¿Qué tal, previsores? Que tengas un excelente rato en que nos lean.
Hoy obtuvimos una resolución clave: la declaración en rebeldía de la parte demandada, después de que esta no acudiera a la notaría a firmar una escritura. Una victoria procesal significativa que vale la pena compartir, no solo por el resultado, sino por lo que aprendimos en el camino.
Un poco de contexto.
En 2017 se promovió un juicio de otorgamiento y firma de escritura (acción pro forma) respecto de varios departamentos adquiridos en una sola operación de compraventa, celebrada en 2005 entre dos empresas. En ese entonces, la relación era cordial. Pero como suele suceder, con el paso del tiempo y el aumento del valor de los inmuebles, surgieron los conflictos: al vendedor ya no le parecía justo el precio pactado y se negó a formalizar la operación.
Yo tomé el caso en septiembre de 2024, ya con una sentencia favorable para mi cliente. Faltaba ejecutar la sentencia: lograr que la empresa demandada firmara la escritura que formaliza la compraventa. La parte procesal ya estaba resuelta; el reto era la ejecución. Algunos expertos dicen que la ejecución es más compleja aún que el proceso en sí.
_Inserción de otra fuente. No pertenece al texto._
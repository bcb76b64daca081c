//! End-to-end timing scenarios against simulated GPIO and simulated time.
//!
//! `System::step` is what the two execution contexts do, collapsed into
//! one thread: expire due timers, then drain the worker.

use core::time::Duration;

use tickwork::app::service::{System, bring_up};
use tickwork::config::TimingConfig;
use tickwork::drivers::gpio::{SimGpio, SimPin};
use tickwork::pins::PinId;
use tickwork::time::Instant;

const TICK_MS: u64 = 10;

fn started(gpio: &mut SimGpio, config: &TimingConfig) -> System<SimPin> {
    let mut system = System::wire(bring_up(gpio).unwrap()).unwrap();
    system.start(config, Instant::BOOT).unwrap();
    system
}

/// Step from `from` to `to` (inclusive) in fixed ticks; returns total
/// `(fires, work runs)`.
fn run_window(system: &mut System<SimPin>, from_ms: u64, to_ms: u64) -> (usize, usize) {
    let mut totals = (0, 0);
    for now_ms in (from_ms..=to_ms).step_by(TICK_MS as usize) {
        let (fired, ran) = system.step(Instant::from_millis(now_ms));
        totals = (totals.0 + fired, totals.1 + ran);
    }
    totals
}

/// Wake times from 0 to `end_ms` with pseudo-random gaps in `1..=max_gap_ms`,
/// always finishing exactly at `end_ms`.
fn irregular_wakeups(end_ms: u64, max_gap_ms: u64, mut seed: u64) -> Vec<u64> {
    let mut times = vec![0];
    let mut now = 0;
    while now < end_ms {
        seed = seed.wrapping_mul(6_364_136_223_846_793_005).wrapping_add(1);
        now = (now + 1 + (seed >> 33) % max_gap_ms).min(end_ms);
        times.push(now);
    }
    times
}

#[test]
fn first_two_seconds_only_red_blinks() {
    let mut gpio = SimGpio::new();
    let mut system = started(&mut gpio, &TimingConfig::default());

    let (fires, runs) = run_window(&mut system, 0, 2_000);

    // Fast timer due at 1000, 1200, .., 2000.
    assert_eq!(fires, 6);
    assert_eq!(runs, 6);
    assert_eq!(system.timers().fire_count(system.red_timer()), 6);
    assert_eq!(gpio.monitor(PinId::LedRed).toggles(), 6);
    assert_eq!(gpio.monitor(PinId::LedGreen).toggles(), 0);
    assert_eq!(system.worker().executed(), 6);
}

#[test]
fn ten_seconds_of_both_routes() {
    let mut gpio = SimGpio::new();
    let mut system = started(&mut gpio, &TimingConfig::default());

    run_window(&mut system, 0, 10_000);

    let red = gpio.monitor(PinId::LedRed);
    let green = gpio.monitor(PinId::LedGreen);
    let blue = gpio.monitor(PinId::LedBlue);

    // Red: 1000..=10000 every 200 ms.
    assert_eq!(red.toggles(), 46);
    // Green: 6000..=10000 every 1000 ms.
    assert_eq!(green.toggles(), 5);
    assert!(!green.is_high(), "odd toggle count from active leaves green off");
    assert_eq!(blue.toggles(), 0);
    assert!(blue.is_high());

    assert_eq!(system.timers().overruns(system.red_timer()), 0);
    assert_eq!(system.timers().overruns(system.green_timer()), 0);
}

#[test]
fn green_toggles_in_the_timer_pass_itself() {
    let mut gpio = SimGpio::new();
    let mut system = started(&mut gpio, &TimingConfig::default());
    let green = gpio.monitor(PinId::LedGreen);

    system.timers_mut().expire(Instant::from_millis(6_000));
    // No worker pass yet: the direct route already toggled.
    assert_eq!(green.toggles(), 1);
    assert_eq!(gpio.monitor(PinId::LedRed).toggles(), 0);
}

#[test]
fn fires_while_the_worker_is_busy_coalesce() {
    let mut gpio = SimGpio::new();
    let mut system = started(&mut gpio, &TimingConfig::default());

    system.timers_mut().expire(Instant::from_millis(1_000));
    system.timers_mut().expire(Instant::from_millis(1_200));
    system.timers_mut().expire(Instant::from_millis(1_400));
    assert_eq!(system.timers().fire_count(system.red_timer()), 3);
    assert_eq!(system.worker().queued(), 1);

    assert_eq!(system.worker_mut().run_pending(), 1);
    assert_eq!(gpio.monitor(PinId::LedRed).toggles(), 1);

    // Next fire after the drain queues again.
    system.timers_mut().expire(Instant::from_millis(1_600));
    assert_eq!(system.worker_mut().run_pending(), 1);
    assert_eq!(gpio.monitor(PinId::LedRed).toggles(), 2);
}

#[test]
fn late_wakeup_drops_missed_fires_and_keeps_phase() {
    let mut gpio = SimGpio::new();
    let mut system = started(&mut gpio, &TimingConfig::default());
    let red = system.red_timer();

    system.step(Instant::from_millis(1_000));
    // Timer context stalls for 650 ms.
    assert_eq!(system.step(Instant::from_millis(1_650)), (1, 1));

    assert_eq!(system.timers().fire_count(red), 2);
    assert_eq!(system.timers().overruns(red), 2);
    assert_eq!(
        system.timers().remaining(red, Instant::from_millis(1_650)),
        Some(Duration::from_millis(150))
    );
}

#[test]
fn stopping_the_timer_does_not_cancel_queued_work() {
    let mut gpio = SimGpio::new();
    let mut system = started(&mut gpio, &TimingConfig::default());
    let red = system.red_timer();

    system.timers_mut().expire(Instant::from_millis(1_000));
    system.timers_mut().stop(red).unwrap();
    assert!(system.red_work().is_pending());

    assert_eq!(system.worker_mut().run_pending(), 1);
    assert_eq!(gpio.monitor(PinId::LedRed).toggles(), 1);

    run_window(&mut system, 1_010, 3_000);
    assert_eq!(gpio.monitor(PinId::LedRed).toggles(), 1);
}

#[test]
fn custom_cadence_from_config() {
    let config = TimingConfig::from_json(
        r#"{ "fast_initial_ms": 0, "fast_period_ms": 100, "slow_period_ms": 0 }"#,
    )
    .unwrap();
    let mut gpio = SimGpio::new();
    let mut system = started(&mut gpio, &config);

    run_window(&mut system, 0, 8_000);

    // Fast fires at 0 and every 100 ms through 8000.
    assert_eq!(gpio.monitor(PinId::LedRed).toggles(), 81);
    // Slow is one-shot at 6000.
    assert_eq!(gpio.monitor(PinId::LedGreen).toggles(), 1);
    assert!(!system.timers().is_running(system.green_timer()));
}

#[test]
fn irregular_wakeups_leave_both_counts_intact() {
    for seed in [1, 7, 42, 1_234] {
        let mut gpio = SimGpio::new();
        let mut system = started(&mut gpio, &TimingConfig::default());

        // Gaps under the fast period: late but never a full period late.
        for now in irregular_wakeups(10_000, 199, seed) {
            system.step(Instant::from_millis(now));
        }

        let timers = system.timers();
        assert_eq!(timers.fire_count(system.green_timer()), 5, "seed {seed}");
        assert_eq!(timers.fire_count(system.red_timer()), 46, "seed {seed}");
        assert_eq!(timers.overruns(system.red_timer()), 0, "seed {seed}");
        assert_eq!(gpio.monitor(PinId::LedGreen).toggles(), 5);
        assert_eq!(gpio.monitor(PinId::LedRed).toggles(), 46);
    }
}

#[test]
fn long_stalls_hit_each_timer_independently() {
    for seed in [3, 99, 2_024] {
        let mut gpio = SimGpio::new();
        let mut system = started(&mut gpio, &TimingConfig::default());

        // Stalls up to 0.9 s: the fast timer loses fires, the slow one
        // (1 s period) never does.
        for now in irregular_wakeups(10_000, 900, seed) {
            system.step(Instant::from_millis(now));
        }

        let timers = system.timers();
        let (red, green) = (system.red_timer(), system.green_timer());
        assert_eq!(timers.fire_count(green), 5, "seed {seed}");
        assert_eq!(timers.overruns(green), 0, "seed {seed}");
        assert_eq!(
            timers.fire_count(red) + timers.overruns(red),
            46,
            "seed {seed}: every fast deadline is either fired or counted"
        );
    }
}
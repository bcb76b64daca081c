//! Deferred work queue.
//!
//! Timer callbacks must not block, so anything that may take time is
//! handed to the worker context as a [`WorkItem`]. Each item is bound to
//! one handler at registration and can be queued at most once: submitting
//! an item that is already waiting is coalesced into a no-op.
//!
//! ```text
//! ┌──────────────┐ submit() ┌──────────────────────┐ receive() ┌──────────────┐
//! │ Timer ctx    │─────────▶│ pending[id] flag     │──────────▶│ Worker ctx   │
//! │ (producers,  │          │ + FIFO of ids        │           │ (single      │
//! │  non-block)  │          │ (embassy-sync chan)  │           │  consumer)   │
//! └──────────────┘          └──────────────────────┘           └──────────────┘
//! ```
//!
//! The enqueue path is one atomic swap plus a `try_send`, so it is bounded
//! time and safe from any number of producers. Because an id is in the
//! channel at most once, a channel as deep as the item table never fills.
//! The pending flag is cleared just before the handler runs, so a
//! submission made while the handler executes queues it again.

use core::fmt;
use core::sync::atomic::{AtomicBool, Ordering};
use std::sync::Arc;

use embassy_sync::blocking_mutex::raw::CriticalSectionRawMutex;
use embassy_sync::channel::Channel;
use heapless::Vec;
use log::{debug, info, trace};

use crate::error::{Error, Result};

/// Maximum number of distinct work items.
pub const MAX_WORK_ITEMS: usize = 4;

/// Work handler. Runs in the worker context and may block.
pub type WorkFn = Box<dyn FnMut() + Send>;

/// Outcome of [`WorkItem::submit`].
#[derive(Debug, Clone, Copy, PartialEq, Eq)]
pub enum Submitted {
    /// The item was idle and is now queued.
    Queued,
    /// The item was already queued; nothing changed.
    Coalesced,
}

struct Shared {
    pending: [AtomicBool; MAX_WORK_ITEMS],
    ready: Channel<CriticalSectionRawMutex, u8, MAX_WORK_ITEMS>,
}

/// Producer-side handle to a registered work item. Cheap to clone and
/// `Send`, so it can be moved into a timer callback.
#[derive(Clone)]
pub struct WorkItem {
    id: u8,
    name: &'static str,
    shared: Arc<Shared>,
}

impl WorkItem {
    /// Queue the item for the worker context.
    ///
    /// Never blocks. Returns [`Submitted::Coalesced`] if the item is
    /// already waiting to run.
    pub fn submit(&self) -> Result<Submitted> {
        let pending = &self.shared.pending[self.id as usize];
        if pending.swap(true, Ordering::AcqRel) {
            debug!("WorkQ: '{}' already queued, coalesced", self.name);
            return Ok(Submitted::Coalesced);
        }
        if self.shared.ready.try_send(self.id).is_err() {
            pending.store(false, Ordering::Release);
            return Err(Error::WorkQueueOverflow(self.name));
        }
        Ok(Submitted::Queued)
    }

    /// Whether the item is queued and has not started running yet.
    pub fn is_pending(&self) -> bool {
        self.shared.pending[self.id as usize].load(Ordering::Acquire)
    }

    pub fn name(&self) -> &'static str {
        self.name
    }
}

impl fmt::Debug for WorkItem {
    fn fmt(&self, f: &mut fmt::Formatter<'_>) -> fmt::Result {
        f.debug_struct("WorkItem")
            .field("id", &self.id)
            .field("name", &self.name)
            .field("pending", &self.is_pending())
            .finish()
    }
}

struct Handler {
    name: &'static str,
    run: WorkFn,
}

/// Consumer side: owns every handler and drains the queue one item at a
/// time, in submission order.
pub struct Worker {
    shared: Arc<Shared>,
    handlers: Vec<Handler, MAX_WORK_ITEMS>,
    executed: u64,
}

impl Default for Worker {
    fn default() -> Self {
        Self::new()
    }
}

impl Worker {
    pub fn new() -> Self {
        Self {
            shared: Arc::new(Shared {
                pending: [const { AtomicBool::new(false) }; MAX_WORK_ITEMS],
                ready: Channel::new(),
            }),
            handlers: Vec::new(),
            executed: 0,
        }
    }

    /// Bind `handler` to a new work item.
    pub fn register(&mut self, name: &'static str, handler: WorkFn) -> Result<WorkItem> {
        let id = self.handlers.len() as u8;
        self.handlers
            .push(Handler { name, run: handler })
            .map_err(|_| Error::WorkTableFull)?;
        info!("WorkQ: registered '{}' as item {}", name, id);
        Ok(WorkItem {
            id,
            name,
            shared: self.shared.clone(),
        })
    }

    /// Worker context main loop. Suspends while the queue is empty.
    pub async fn run(mut self) {
        info!("WorkQ: worker running ({} items)", self.handlers.len());
        loop {
            let id = self.shared.ready.receive().await;
            self.execute(id);
        }
    }

    /// Run everything queued right now, without waiting. Returns the
    /// number of handlers executed.
    pub fn run_pending(&mut self) -> usize {
        let mut ran = 0;
        while let Ok(id) = self.shared.ready.try_receive() {
            self.execute(id);
            ran += 1;
        }
        ran
    }

    /// Total handler executions since creation.
    pub fn executed(&self) -> u64 {
        self.executed
    }

    /// Items currently waiting.
    pub fn queued(&self) -> usize {
        self.shared.ready.len()
    }

    fn execute(&mut self, id: u8) {
        self.shared.pending[id as usize].store(false, Ordering::Release);
        let Some(handler) = self.handlers.get_mut(id as usize) else {
            return;
        };
        trace!("WorkQ: running '{}'", handler.name);
        (handler.run)();
        self.executed += 1;
    }
}

// ═══════════════════════════════════════════════════════════════
//  Tests
// ═══════════════════════════════════════════════════════════════
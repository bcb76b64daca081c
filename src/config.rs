//! Timing configuration.
//!
//! The cadence of both timers and of the foreground heartbeat. Defaults
//! reproduce the reference demo; a JSON file can override them on the host.

use core::time::Duration;

use log::{info, warn};
use serde::{Deserialize, Serialize};

use crate::error::{Error, Result};

/// Environment variable naming a JSON timing file (host only).
pub const CONFIG_ENV: &str = "TICKWORK_CONFIG";

/// Timer and heartbeat cadence, in milliseconds.
#[derive(Debug, Clone, PartialEq, Eq, Serialize, Deserialize)]
#[serde(default)]
pub struct TimingConfig {
    // --- Fast timer (deferred route, red LED) ---
    /// Delay before the first fast-timer fire.
    pub fast_initial_ms: u32,
    /// Fast-timer repeat period; 0 = one-shot.
    pub fast_period_ms: u32,

    // --- Slow timer (direct route, green LED) ---
    /// Delay before the first slow-timer fire.
    pub slow_initial_ms: u32,
    /// Slow-timer repeat period; 0 = one-shot.
    pub slow_period_ms: u32,

    // --- Foreground ---
    /// Interval between liveness markers.
    pub heartbeat_ms: u32,
}

impl Default for TimingConfig {
    fn default() -> Self {
        Self {
            fast_initial_ms: 1_000,
            fast_period_ms: 200,
            slow_initial_ms: 6_000,
            slow_period_ms: 1_000,
            heartbeat_ms: 500,
        }
    }
}

impl TimingConfig {
    /// Reject settings the firmware cannot run with.
    pub fn validate(&self) -> Result<()> {
        if self.heartbeat_ms == 0 {
            return Err(Error::Config("heartbeat_ms must be > 0"));
        }
        if self.fast_period_ms == 0 && self.slow_period_ms == 0 {
            return Err(Error::Config("at least one timer must repeat"));
        }
        Ok(())
    }

    /// Parse and validate a JSON document. Missing fields keep defaults.
    pub fn from_json(json: &str) -> Result<Self> {
        let cfg: Self =
            serde_json::from_str(json).map_err(|_| Error::Config("malformed timing JSON"))?;
        cfg.validate()?;
        Ok(cfg)
    }

    /// Load from the file named by [`CONFIG_ENV`], falling back to defaults.
    #[cfg(not(target_os = "espidf"))]
    pub fn load() -> Self {
        let Ok(path) = std::env::var(CONFIG_ENV) else {
            return Self::default();
        };
        let parsed = std::fs::read_to_string(&path)
            .map_err(|_| Error::Config("timing file unreadable"))
            .and_then(|text| Self::from_json(&text));
        match parsed {
            Ok(cfg) => {
                info!("Config loaded from {}", path);
                cfg
            }
            Err(e) => {
                warn!("Config {} rejected ({}), using defaults", path, e);
                Self::default()
            }
        }
    }

    /// The board has no config store; always the compiled-in defaults.
    #[cfg(target_os = "espidf")]
    pub fn load() -> Self {
        info!("Config: using compiled-in defaults");
        Self::default()
    }

    pub fn fast_initial(&self) -> Duration {
        Duration::from_millis(self.fast_initial_ms.into())
    }

    pub fn fast_period(&self) -> Option<Duration> {
        period(self.fast_period_ms)
    }

    pub fn slow_initial(&self) -> Duration {
        Duration::from_millis(self.slow_initial_ms.into())
    }

    pub fn slow_period(&self) -> Option<Duration> {
        period(self.slow_period_ms)
    }

    pub fn heartbeat(&self) -> Duration {
        Duration::from_millis(self.heartbeat_ms.into())
    }
}

fn period(ms: u32) -> Option<Duration> {
    (ms > 0).then(|| Duration::from_millis(ms.into()))
}
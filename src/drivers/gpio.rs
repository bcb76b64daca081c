//! GPIO output driver for the three status LEDs.
//!
//! ## Dual-target design
//!
//! On ESP-IDF: [`EspGpio`] configures lines through the `gpio_*` driver
//! calls and drives them with `gpio_set_level`.
//! On host/test: [`SimGpio`] keeps line levels in atomics, counts toggles,
//! and can be told that a line is not ready or refuses output mode.

use core::convert::Infallible;
use core::sync::atomic::{AtomicBool, AtomicU32, Ordering};
use std::sync::Arc;

use embedded_hal::digital::{ErrorType, OutputPin, StatefulOutputPin};
use log::info;

use crate::app::ports::GpioPort;
use crate::error::DeviceError;
use crate::pins::PinId;

#[cfg(target_os = "espidf")]
pub use esp::{EspGpio, EspPin};

// ── Simulation ────────────────────────────────────────────────

#[derive(Debug, Default)]
struct LineState {
    high: AtomicBool,
    toggles: AtomicU32,
}

#[derive(Debug)]
struct SimLine {
    ready: bool,
    config_error: Option<DeviceError>,
    state: Arc<LineState>,
}

/// In-memory GPIO controller for host runs and tests.
#[derive(Debug)]
pub struct SimGpio {
    lines: [SimLine; PinId::ALL.len()],
}

impl Default for SimGpio {
    fn default() -> Self {
        Self::new()
    }
}

impl SimGpio {
    /// All lines ready and configurable.
    pub fn new() -> Self {
        Self {
            lines: core::array::from_fn(|_| SimLine {
                ready: true,
                config_error: None,
                state: Arc::default(),
            }),
        }
    }

    /// Make `pin` report not-ready.
    #[must_use]
    pub fn not_ready(mut self, pin: PinId) -> Self {
        self.lines[pin.index()].ready = false;
        self
    }

    /// Make `configure_output(pin)` fail with `err`.
    #[must_use]
    pub fn failing_config(mut self, pin: PinId, err: DeviceError) -> Self {
        self.lines[pin.index()].config_error = Some(err);
        self
    }

    /// Read-only view of a line, usable from any thread.
    pub fn monitor(&self, pin: PinId) -> LineMonitor {
        LineMonitor {
            state: self.lines[pin.index()].state.clone(),
        }
    }
}

impl GpioPort for SimGpio {
    type Pin = SimPin;

    fn is_ready(&self, pin: PinId) -> bool {
        self.lines[pin.index()].ready
    }

    fn configure_output(&mut self, pin: PinId) -> Result<SimPin, DeviceError> {
        let line = &self.lines[pin.index()];
        if let Some(err) = line.config_error {
            return Err(err);
        }
        line.state.high.store(true, Ordering::Release);
        info!("gpio(sim): {} configured as output (GPIO{}, active)", pin, pin.gpio());
        Ok(SimPin {
            state: line.state.clone(),
        })
    }
}

/// Observer for a simulated line: current level and toggle count.
#[derive(Debug, Clone)]
pub struct LineMonitor {
    state: Arc<LineState>,
}

impl LineMonitor {
    pub fn is_high(&self) -> bool {
        self.state.high.load(Ordering::Acquire)
    }

    pub fn toggles(&self) -> u32 {
        self.state.toggles.load(Ordering::Acquire)
    }
}

/// A configured simulated output line.
#[derive(Debug)]
pub struct SimPin {
    state: Arc<LineState>,
}

impl ErrorType for SimPin {
    type Error = Infallible;
}

impl OutputPin for SimPin {
    fn set_low(&mut self) -> Result<(), Infallible> {
        self.state.high.store(false, Ordering::Release);
        Ok(())
    }

    fn set_high(&mut self) -> Result<(), Infallible> {
        self.state.high.store(true, Ordering::Release);
        Ok(())
    }
}

impl StatefulOutputPin for SimPin {
    fn is_set_high(&mut self) -> Result<bool, Infallible> {
        Ok(self.state.high.load(Ordering::Acquire))
    }

    fn is_set_low(&mut self) -> Result<bool, Infallible> {
        Ok(!self.state.high.load(Ordering::Acquire))
    }

    fn toggle(&mut self) -> Result<(), Infallible> {
        self.state.high.fetch_xor(true, Ordering::AcqRel);
        self.state.toggles.fetch_add(1, Ordering::AcqRel);
        Ok(())
    }
}

// ── ESP-IDF ───────────────────────────────────────────────────

#[cfg(target_os = "espidf")]
mod esp {
    use embedded_hal::digital::{ErrorType, OutputPin, StatefulOutputPin};
    use esp_idf_svc::sys::*;
    use log::info;

    use crate::app::ports::GpioPort;
    use crate::error::DeviceError;
    use crate::pins::PinId;

    fn check(ret: esp_err_t) -> Result<(), DeviceError> {
        if ret == ESP_OK as esp_err_t {
            Ok(())
        } else {
            Err(DeviceError::Driver(ret))
        }
    }

    /// GPIO controller backed by the ESP-IDF GPIO driver.
    pub struct EspGpio;

    impl GpioPort for EspGpio {
        type Pin = EspPin;

        fn is_ready(&self, pin: PinId) -> bool {
            let gpio = pin.gpio();
            (0..gpio_num_t_GPIO_NUM_MAX).contains(&gpio)
        }

        fn configure_output(&mut self, pin: PinId) -> Result<EspPin, DeviceError> {
            let gpio = pin.gpio();
            // SAFETY: called once per line from main() before any timer or
            // worker context exists; nothing else touches these GPIOs.
            unsafe {
                check(gpio_reset_pin(gpio))?;
                // Input-output so the pad level can be read back.
                check(gpio_set_direction(gpio, gpio_mode_t_GPIO_MODE_INPUT_OUTPUT))?;
                check(gpio_set_level(gpio, 1))?;
            }
            info!("gpio: {} configured as output (GPIO{}, active)", pin, gpio);
            Ok(EspPin { gpio, high: true })
        }
    }

    /// A configured ESP-IDF output line.
    pub struct EspPin {
        gpio: i32,
        high: bool,
    }

    impl EspPin {
        fn drive(&mut self, high: bool) -> Result<(), DeviceError> {
            // SAFETY: the line was configured as output; this pin value is
            // its only owner.
            check(unsafe { gpio_set_level(self.gpio, u32::from(high)) })?;
            self.high = high;
            Ok(())
        }
    }

    impl ErrorType for EspPin {
        type Error = DeviceError;
    }

    impl OutputPin for EspPin {
        fn set_low(&mut self) -> Result<(), DeviceError> {
            self.drive(false)
        }

        fn set_high(&mut self) -> Result<(), DeviceError> {
            self.drive(true)
        }
    }

    impl StatefulOutputPin for EspPin {
        fn is_set_high(&mut self) -> Result<bool, DeviceError> {
            Ok(self.high)
        }

        fn is_set_low(&mut self) -> Result<bool, DeviceError> {
            Ok(!self.high)
        }
    }
}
Mi cliente solo tenía acceso a 3 de los 7 departamentos, y me pidió una estrategia para obtener la posesión total. Le propuse varias alternativas, y elegimos iniciar con la ejecución de la sentencia y, posteriormente, promover un juicio de reivindicación aparejada de una denuncia penal.
La ejecución: obstáculos y estrategia.
Promovimos la designación de la notaría, que a su vez gestionó la autorización para recoger el expediente. Surgió el primer problema: el contrato base no establecía el precio individual de cada departamento, sino uno global. Por ello, solicitamos avalúos por cada departamento, con valores referidos a 2005 (fecha del contrato basal).
La notaría aprobó la viabilidad de la operación, elaboró la cotización y redactó el proyecto de escritura. En abril de 2025, devolvió el expediente al juzgado, informando que la escritura estaba lista para firma.
Ahí vino el segundo obstáculo: la notificación a la parte demandada. La empresa contraparte tenía su oficina en el octavo piso de un edificio corporativo, al cual solo se podía acceder con autorización previa. Sabiendo que tenían un juicio pendiente, negaron el acceso al actuario. En otras ocasiones, el actuario acudió en horarios poco adecuados, o simplemente no había nadie.
Un dato importante: nuestro despacho fue la tercera defensa desde 2017. Nada fácil. Pero sabíamos que con trabajo inteligente saldrían las cosas.
El actuario tardó más de un mes en notificar el auto. Es crucial que como abogados estemos encima de estos procesos: presionar, dar seguimiento, e incluso acompañar personalmente a los funcionarios, aunque implique cubrir los gastos. Dejar pasar tiempo puede afectar seriamente el proceso, especialmente en juicios que involucran inmuebles. Ya que la plusvalía en estos caso hace que se paguen más de impuestos, por ello la premura de este tipo de operaciones.
¿Por qué? Porque los avalúos fiscales y comerciales solo tienen una vigencia de 6 meses (art. 24 del Código Fiscal de la CDMX) al menos en CDMX. En este caso, los avalúos eran de febrero de 2025 y ya habían transcurrido tres meses y medio. Si se pasaba de julio la firma de la escritura se tenían que actualizar los avalúos, situación que sucedió pues aún no se firma la definitiva y se tuvieron que hacer unos nuevos (Esta situación es más común de lo que pensamos).
Finalmente, la notificación se logró en mayo de 2025.
La rebeldía: una herramienta poderosa
La sentencia establecía que, tras la notificación, el demandado contaba con 5 días para acudir a la notaría y firmar. De no hacerlo, el juez lo haría en su rebeldía. Aunque el auto no precisaba desde cuándo corrían esos cinco días, solicitamos la rebeldía al sexto día para cubrirnos legalmente.
Tuvimos una duda con la notaría: ¿quién debía solicitar la rebeldía? ¿Mi cliente o la notaría al informar la inasistencia? Se opto por que la notaria informará de que no había acudido y el despacho promover la solicitud de rebeldía haciendo efectivo que el juez firme por la demandada.
Ahora, estamos esperando que el juzgado revise el proyecto de escritura. Lo siguiente será la firma por parte del juez y el cliente por fin tendrá un título de propiedad que se pueda inscribir en el Registro Público de la Propiedad y seguir con la estrategia de la reivindicación y la denuncia.
No abordamos aquí toda la fundamentación jurídica, pero como dato cultural, este juicio se llevó conforme al artículo 517, fracción III del Código de Procedimientos Civiles para el Distrito Federal, aún vigente en la CDMX.